A = 4y^2 + (150)^2 + (5y)^2 -2(150)(5y)

Dont bother expanding.
Now
Take the first derivative of A wrt y and put it equal to 0.
Find the value of y and take the second derivative of this equation. Plug the value of y in that equation and see if you get a positive answer. If its positive then function A has a minimum at that point.

Now from y get x using x=150-5y.
And then you are done.

Hope this helps,
I.am

what did you get cuz we already had the test and it's tto late we jsut wanna know the answer...

Originally posted by BiG_aL@15 February 2004 - 10:08
what did you get cuz we already had the test and it's tto late we jsut wanna know the answer...
Work it out, you might learn something from it :rolleyes:
I haven't solved it either thinking you can atleast do this :D

If you didnt do this way, there is no other way around.

-
I.am

I don't quite understand your subsitution in it though.. it stumps me..

Originally posted by BiG_aL@15 February 2004 - 10:11
I don't quite understand your subsitution in it though.. it stumps me..
Work it out! Dont read it.

For the area part, its a rectangle and a square. Area of a rectangle is lxb and area of a square is side^2

Solving for perimeter we got the value of x in terms of y which is x=150-y

so Area A = 4(y)(y) + (150-y)^2
as A = lxb + side^2


I expanded (150-y)^2 in the equation.

I have a habit of skipping steps although I did minimum this time

Hope this helps,
I.am

I calculate both the maximum area and the minimum
areas possible.

Perimeter P = 300 = 2x + 10y. Hence, x = 150 - 5y.
The constraint that x be at least zero forces y to be at most 30m,
while the constraint that x is at most 4y forces y to be at least 150/9 = 50/3 ~16.667m.
Hence, any y which solves either the maximum or minimum area
problem is constrained to lie in the interval from 50/3 to 30m.

Now, we have the area of the figure is given by:
A = 4y² + (150 - 5y)².

Minimum area may occur when the derivative dA/dy = 0
(or at one of the extremes on y given above);
i.e., when 8y - 10(150 - 5y) = 58y - 1500 = 0.
So, y = 1500/58 = 750/29 ~ 25.862m
(which lies in the allowable interval of values given by the constraints above)
and x = 150 - 5(750/29) = 600/29 ~ 20.690m.
This yields an area (which, in fact, is a minimum by the 2nd
derivative test d²A/dy² = 58 > 0 ):
A = 4(750/29)² + (600/29)² = 2610000/841 ~ 3103.448m².

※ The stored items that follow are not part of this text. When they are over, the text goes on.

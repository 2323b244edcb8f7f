// ============================================================================
// Fixed-Point Decimal
// Unsigned scaled-integer arithmetic with a runtime decimal place count
// ============================================================================

use super::errors::{NumericError, NumericResult};
use std::cmp::Ordering;
use std::fmt;
use std::num::IntErrorKind;
use std::str::FromStr;

#[cfg(feature = "serde")]
use serde::{Deserialize, Serialize};

/// Fixed-point decimal number with a runtime precision.
///
/// Represents `value / 10^places`. Both fields travel together: every
/// operation that combines two values checks that their place counts agree
/// and fails with [`NumericError::PrecisionMismatch`] instead of silently
/// mixing scales. Changing precision is an explicit [`rescale`](Self::rescale).
///
/// Equality and hashing are structural: `1.0` (`10` at 1 place) and `1.00`
/// (`100` at 2 places) are different values.
///
/// # Example
/// ```
/// use wallet_engine::numeric::FixedPointDecimal;
///
/// let balance = FixedPointDecimal::new(1_000_000, 4); // 100.0000
/// let debit = FixedPointDecimal::new(1_000, 4);       //   0.1000
/// let rest = balance.checked_sub(debit).unwrap();
/// assert_eq!(rest.to_string(), "99.9000");
/// ```
#[derive(Clone, Copy, PartialEq, Eq, Hash, Default)]
#[cfg_attr(feature = "serde", derive(Serialize, Deserialize))]
pub struct FixedPointDecimal {
    value: u64,
    places: u8,
}

/// 10^exp, or `None` when it does not fit in a u64 (exp > 19).
#[inline]
fn pow10(exp: u32) -> Option<u64> {
    10u64.checked_pow(exp)
}

impl FixedPointDecimal {
    /// Largest place count whose scale factor (10^places) fits in a u64.
    pub const MAX_PLACES: u8 = 19;

    // ========================================================================
    // Construction
    // ========================================================================

    /// Create from a raw scaled magnitude and a place count.
    ///
    /// No validation is performed; any combination is accepted.
    #[inline]
    pub const fn new(value: u64, places: u8) -> Self {
        Self { value, places }
    }

    /// Zero at the given precision.
    #[inline]
    pub const fn zero(places: u8) -> Self {
        Self { value: 0, places }
    }

    // ========================================================================
    // Accessors
    // ========================================================================

    /// Raw scaled magnitude.
    #[inline]
    pub const fn value(self) -> u64 {
        self.value
    }

    /// Number of implied decimal places.
    #[inline]
    pub const fn places(self) -> u8 {
        self.places
    }

    #[inline]
    pub const fn is_zero(self) -> bool {
        self.value == 0
    }

    /// Integer part (truncated).
    pub fn integer_part(self) -> u64 {
        match pow10(self.places as u32) {
            Some(scale) => self.value / scale,
            None => 0,
        }
    }

    /// Fractional part as a scaled magnitude.
    pub fn fractional_part(self) -> u64 {
        match pow10(self.places as u32) {
            Some(scale) => self.value % scale,
            None => self.value,
        }
    }

    // ========================================================================
    // Arithmetic Operations
    // ========================================================================

    #[inline]
    fn ensure_same_places(self, rhs: Self) -> NumericResult<()> {
        if self.places == rhs.places {
            Ok(())
        } else {
            Err(NumericError::PrecisionMismatch {
                left: self.places,
                right: rhs.places,
            })
        }
    }

    /// Checked addition.
    ///
    /// # Errors
    /// - `PrecisionMismatch` if the operands have different place counts
    /// - `Overflow` if the magnitude exceeds u64::MAX
    #[inline]
    pub fn checked_add(self, rhs: Self) -> NumericResult<Self> {
        self.ensure_same_places(rhs)?;
        self.value
            .checked_add(rhs.value)
            .map(|value| Self::new(value, self.places))
            .ok_or(NumericError::Overflow)
    }

    /// Checked subtraction.
    ///
    /// # Errors
    /// - `PrecisionMismatch` if the operands have different place counts
    /// - `Underflow` if `rhs` is larger than `self`
    #[inline]
    pub fn checked_sub(self, rhs: Self) -> NumericResult<Self> {
        self.ensure_same_places(rhs)?;
        self.value
            .checked_sub(rhs.value)
            .map(|value| Self::new(value, self.places))
            .ok_or(NumericError::Underflow)
    }

    /// Checked multiplication.
    ///
    /// The product of a value at `p` places and a value at `q` places has
    /// `p + q` places; no rounding happens here. Use [`rescale`](Self::rescale)
    /// to bring the result back to a target precision.
    ///
    /// # Errors
    /// Returns `Overflow` if the magnitude exceeds u64::MAX or the place count
    /// exceeds u8::MAX.
    #[inline]
    pub fn checked_mul(self, rhs: Self) -> NumericResult<Self> {
        let places = self
            .places
            .checked_add(rhs.places)
            .ok_or(NumericError::Overflow)?;
        self.value
            .checked_mul(rhs.value)
            .map(|value| Self::new(value, places))
            .ok_or(NumericError::Overflow)
    }

    /// Multiplication delivered at `target_places`.
    ///
    /// Uses a u128 intermediate so the full-precision product never
    /// overflows, then truncates (or scales up) to the target precision.
    ///
    /// # Errors
    /// Returns `Overflow` if the result does not fit in a u64 at `target_places`.
    pub fn checked_mul_rescaled(self, rhs: Self, target_places: u8) -> NumericResult<Self> {
        let product = (self.value as u128) * (rhs.value as u128);
        if product == 0 {
            return Ok(Self::zero(target_places));
        }

        let product_places = self.places as u32 + rhs.places as u32;
        let target = target_places as u32;

        let scaled = if target >= product_places {
            10u128
                .checked_pow(target - product_places)
                .and_then(|factor| product.checked_mul(factor))
                .ok_or(NumericError::Overflow)?
        } else {
            match 10u128.checked_pow(product_places - target) {
                Some(factor) => product / factor,
                None => 0,
            }
        };

        u64::try_from(scaled)
            .map(|value| Self::new(value, target_places))
            .map_err(|_| NumericError::Overflow)
    }

    /// Multiplication that keeps the left operand's place count.
    ///
    /// The result magnitude is `self.value * rhs.value` but is still read at
    /// `self.places`, so it overstates the mathematical product by
    /// `10^rhs.places`. Kept for ledgers that settled with this rule.
    ///
    /// # Errors
    /// - `PrecisionMismatch` if the operands have different place counts
    /// - `Overflow` if the magnitude exceeds u64::MAX
    #[inline]
    pub fn checked_mul_retaining_places(self, rhs: Self) -> NumericResult<Self> {
        self.ensure_same_places(rhs)?;
        self.value
            .checked_mul(rhs.value)
            .map(|value| Self::new(value, self.places))
            .ok_or(NumericError::Overflow)
    }

    /// Express the same amount at `target_places`.
    ///
    /// Scaling up multiplies the magnitude by `10^(target - places)`.
    /// Scaling down divides by `10^(places - target)` and truncates; it never
    /// fails, and a shift wider than any u64 yields zero.
    ///
    /// # Errors
    /// Returns `Overflow` if scaling up does not fit in a u64.
    pub fn rescale(self, target_places: u8) -> NumericResult<Self> {
        match target_places.cmp(&self.places) {
            Ordering::Equal => Ok(self),
            Ordering::Greater => {
                if self.value == 0 {
                    return Ok(Self::zero(target_places));
                }
                let factor = pow10((target_places - self.places) as u32)
                    .ok_or(NumericError::Overflow)?;
                self.value
                    .checked_mul(factor)
                    .map(|value| Self::new(value, target_places))
                    .ok_or(NumericError::Overflow)
            },
            Ordering::Less => {
                let value = match pow10((self.places - target_places) as u32) {
                    Some(factor) => self.value / factor,
                    None => 0,
                };
                Ok(Self::new(value, target_places))
            },
        }
    }

    // ========================================================================
    // Comparison
    // ========================================================================

    /// Compare two values of equal precision.
    ///
    /// # Errors
    /// Returns `PrecisionMismatch` if the operands have different place counts.
    #[inline]
    pub fn checked_cmp(self, rhs: Self) -> NumericResult<Ordering> {
        self.ensure_same_places(rhs)?;
        Ok(self.value.cmp(&rhs.value))
    }
}

// ============================================================================
// Display and Debug
// ============================================================================

impl fmt::Debug for FixedPointDecimal {
    fn fmt(&self, f: &mut fmt::Formatter<'_>) -> fmt::Result {
        write!(
            f,
            "FixedPointDecimal({}, value={}, places={})",
            self, self.value, self.places
        )
    }
}

impl fmt::Display for FixedPointDecimal {
    fn fmt(&self, f: &mut fmt::Formatter<'_>) -> fmt::Result {
        let digits = self.value.to_string();
        let places = self.places as usize;

        if places == 0 {
            write!(f, "{}", digits)
        } else if digits.len() > places {
            let (int_part, frac_part) = digits.split_at(digits.len() - places);
            write!(f, "{}.{}", int_part, frac_part)
        } else {
            write!(f, "0.{:0>width$}", digits, width = places)
        }
    }
}

// ============================================================================
// Conversion from rust_decimal (for API boundaries)
// ============================================================================

impl FixedPointDecimal {
    /// Convert to rust_decimal::Decimal.
    ///
    /// # Errors
    /// Returns `PrecisionLoss` if `places` exceeds the 28-digit scale that
    /// `Decimal` can carry.
    pub fn to_decimal(self) -> NumericResult<rust_decimal::Decimal> {
        rust_decimal::Decimal::try_from_i128_with_scale(self.value as i128, self.places as u32)
            .map_err(|_| NumericError::PrecisionLoss)
    }

    /// Convert from rust_decimal::Decimal, keeping its scale as the place count.
    ///
    /// # Errors
    /// - `Underflow` for negative decimals
    /// - `Overflow` if the mantissa does not fit in a u64
    pub fn from_decimal(d: rust_decimal::Decimal) -> NumericResult<Self> {
        let mantissa = d.mantissa();
        if mantissa < 0 {
            return Err(NumericError::Underflow);
        }
        let value = u64::try_from(mantissa).map_err(|_| NumericError::Overflow)?;
        let places = u8::try_from(d.scale()).map_err(|_| NumericError::PrecisionLoss)?;
        Ok(Self::new(value, places))
    }
}

// ============================================================================
// String Parsing
// ============================================================================

impl FromStr for FixedPointDecimal {
    type Err = NumericError;

    /// Parse from a decimal string. The place count is the number of digits
    /// after the decimal point.
    ///
    /// # Examples
    /// - "100.0000" -> value 1_000_000, places 4
    /// - "42" -> value 42, places 0
    /// - "0.5" -> value 5, places 1
    fn from_str(s: &str) -> Result<Self, Self::Err> {
        let s = s.trim();

        let (int_str, frac_str) = match s.split_once('.') {
            Some((int_str, frac_str)) => (int_str, frac_str),
            None => (s, ""),
        };

        let all_digits = |part: &str| part.bytes().all(|b| b.is_ascii_digit());
        if (int_str.is_empty() && frac_str.is_empty())
            || !all_digits(int_str)
            || !all_digits(frac_str)
        {
            return Err(NumericError::InvalidInput);
        }

        let places = u8::try_from(frac_str.len()).map_err(|_| NumericError::PrecisionLoss)?;

        let combined = format!("{}{}", int_str, frac_str);
        let value = combined.parse::<u64>().map_err(|e| match e.kind() {
            IntErrorKind::PosOverflow => NumericError::Overflow,
            _ => NumericError::InvalidInput,
        })?;

        Ok(Self::new(value, places))
    }
}

// ============================================================================
// Type Aliases for Common Use Cases
// ============================================================================

/// Wallet balance of a single asset
pub type Balance = FixedPointDecimal;

/// Exchange rate for an asset pair, at whatever precision the oracle publishes
pub type ExchangeRate = FixedPointDecimal;

// ============================================================================
// Tests
// ============================================================================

The only other possible extreme values for the area occur
when y takes on one of the extremes of its constrained range:

When y = 50/3 ~ 16.667m, we have
x = 150 - 5(50/3) = 200/3 ~ 66.667m.
Now, in fact x = 4y, so the figure is actually a rectangle of
dimensions: base = 4y = x = 200/3 ~ 66.667m
by height = y + x = 250/3 = 83.333m,
and the area for these dimensions is
A = (200/3)(250/3) = 50000/9 ~ 5555.556m².

At the other extreme of its constraints,
when y = 30m we have x = 0m,
and the figure is actually a rectangle with
base = 4y = 120m
height = y = 30m,
and the area for these
dimensions is
A = 120(30) = 3600m².

To summarize:
The minimum possible area is 2610000/841 ~ 3103.448m²
which occurs when x =600/29 ~ 20.690m
and y = 750/29 ~ 25.862m.
The maximum possible area is 50000/9 ~ 5555.556m²
which occurs when x = 200/3 ~ 66.667m
and y = 50/3 ~ 16.667m.

Nice problem. :)

--------------------------------------------------------------------------------------------

PS: Anyone who thinks l worked this out must be as silly as l am.

Thanx Da Wabbit.


:)

Originally posted by Billy_Dean@16 February 2004 - 15:59

PS: Anyone who thinks l worked this out must be as silly as l am.

Thanx Da Wabbit.


:)
:lol: :lol: :lol:

LMFAO! You had me going so much I messaged Cowsy halfway through!

:rolleyes: Well done Da Wabbit!

:)

Well if anyone should know me by now, you two should! :lol:


:)